God's Work vs My Work : A Dillema To Answer

Holding OnWell. Sometimes the hardest part in letting God work is to let go. For the last few days I have been in a mixed state between angry, anxious and confused. I know that God will provide a way for June, but I'm just not the type of person who can just calm down, stay put and let go. I'm more like an action man. So instead of just praying and giving it all, I offered to teach June every afternoon. The original plan was for me to teach her for a week from this Monday to Sunday, and she was going to take the TOEFL on next Monday. But then the plan rolled to another path.

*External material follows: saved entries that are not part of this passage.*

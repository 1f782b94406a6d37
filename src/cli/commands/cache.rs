//! Cache command implementation.
//!
//! Provides `toolrig cache list`, `toolrig cache delete` and `toolrig cache clear`.

use anyhow::Result;
use clap::{Args, Subcommand};
use std::io::Write;

use crate::provision::CacheDirectory;

use super::dispatcher::{Command, CommandResult};

/// Arguments for the cache command.
#[derive(Debug, Clone, Args)]
pub struct CacheArgs {
    #[command(subcommand)]
    pub command: CacheSubcommand,
}

/// Cache subcommands.
#[derive(Debug, Clone, Subcommand)]
pub enum CacheSubcommand {
    /// List cached entries.
    List {
        /// Output as JSON.
        #[arg(long)]
        json: bool,
    },
    /// Delete one cached entry.
    Delete {
        /// Entry name, e.g. `tools`.
        name: String,
    },
    /// Delete every cached entry.
    Clear,
}

/// The cache command implementation.
pub struct CacheCommand<'a> {
    cache: &'a CacheDirectory,
    args: CacheArgs,
}

impl<'a> CacheCommand<'a> {
    /// Create a new cache command.
    pub fn new(cache: &'a CacheDirectory, args: CacheArgs) -> Self {
        Self { cache, args }
    }
}

impl Command for CacheCommand<'_> {
    fn execute(&self, out: &mut dyn Write) -> crate::error::Result<CommandResult> {
        let exit_code = match &self.args.command {
            CacheSubcommand::List { json } => list_cache(self.cache, *json, out)?,
            CacheSubcommand::Delete { name } => delete_entry(self.cache, name, out)?,
            CacheSubcommand::Clear => clear_cache(self.cache, out)?,
        };

        Ok(if exit_code == 0 {
            CommandResult::success()
        } else {
            CommandResult::failure(exit_code)
        })
    }
}

fn list_cache(cache: &CacheDirectory, json: bool, out: &mut dyn Write) -> Result<i32> {
    let entries = cache.list()?;

    if json {
        writeln!(out, "{}", serde_json::to_string_pretty(&entries)?)?;
        return Ok(0);
    }

    if entries.is_empty() {
        writeln!(out, "Cache is empty ({})", cache.root().display())?;
        return Ok(0);
    }

    writeln!(out, "{} cached entries in {}:", entries.len(), cache.root().display())?;
    for entry in &entries {
        let modified = entry
            .modified
            .map(|t| t.format("%Y-%m-%d %H:%M").to_string())
            .unwrap_or_else(|| "-".to_string());
        writeln!(
            out,
            "  {:<24} {:>12} bytes  {}",
            entry.name, entry.size_bytes, modified
        )?;
    }
    let total: u64 = entries.iter().map(|e| e.size_bytes).sum();
    writeln!(out, "Total: {} bytes", total)?;

    Ok(0)
}

fn delete_entry(cache: &CacheDirectory, name: &str, out: &mut dyn Write) -> Result<i32> {
    if cache.delete(name)? {
        writeln!(out, "Deleted {}", name)?;
        Ok(0)
    } else {
        writeln!(out, "No cached entry named {}", name)?;
        Ok(1)
    }
}

fn clear_cache(cache: &CacheDirectory, out: &mut dyn Write) -> Result<i32> {
    let cleared = cache.clear()?;
    if cleared == 0 {
        writeln!(out, "Cache is already empty")?;
    } else {
        writeln!(out, "Cleared {} entries", cleared)?;
    }
    Ok(0)
}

Instead of next Monday, she was to take it on this Friday [yesterday]. I was very afraid that she was not going to pass. Because I haven't been able to teach her that much. On Monday, she said she haven't read the materials yet so she wants to learn by herself. Okay. On Tuesday, I can't teach her on her house (because there was no one else there) so we had to move to a cafe to study. On Wednesday, I taught her on her house, but not too much. On Thursday, she was too tired to study and she wanted to study by herself on the night. Okaaay... so how the heck was she supposed to pass with that kind of minimal study? (though I know if God wants, she can).

I was in a mixture of stress and depression. Finally, when I knew that this TOEFL test is being held for free, I decided to join in. The reason were because I don't want to wait in the car 2.5 hours doing nothing, and I wanted to know how hard was the test, so I can estimate how high she would reach. So I accompanied her to the test and took the test too. Before the test though, she said that I should sit next by her so she could copy my answers. I told her that it's not good, but it's not for me to decide, because it's her future that is at stake, and I ask her to think about it and decide. It's her future after all. So she prayed, and took the test with me and her friend.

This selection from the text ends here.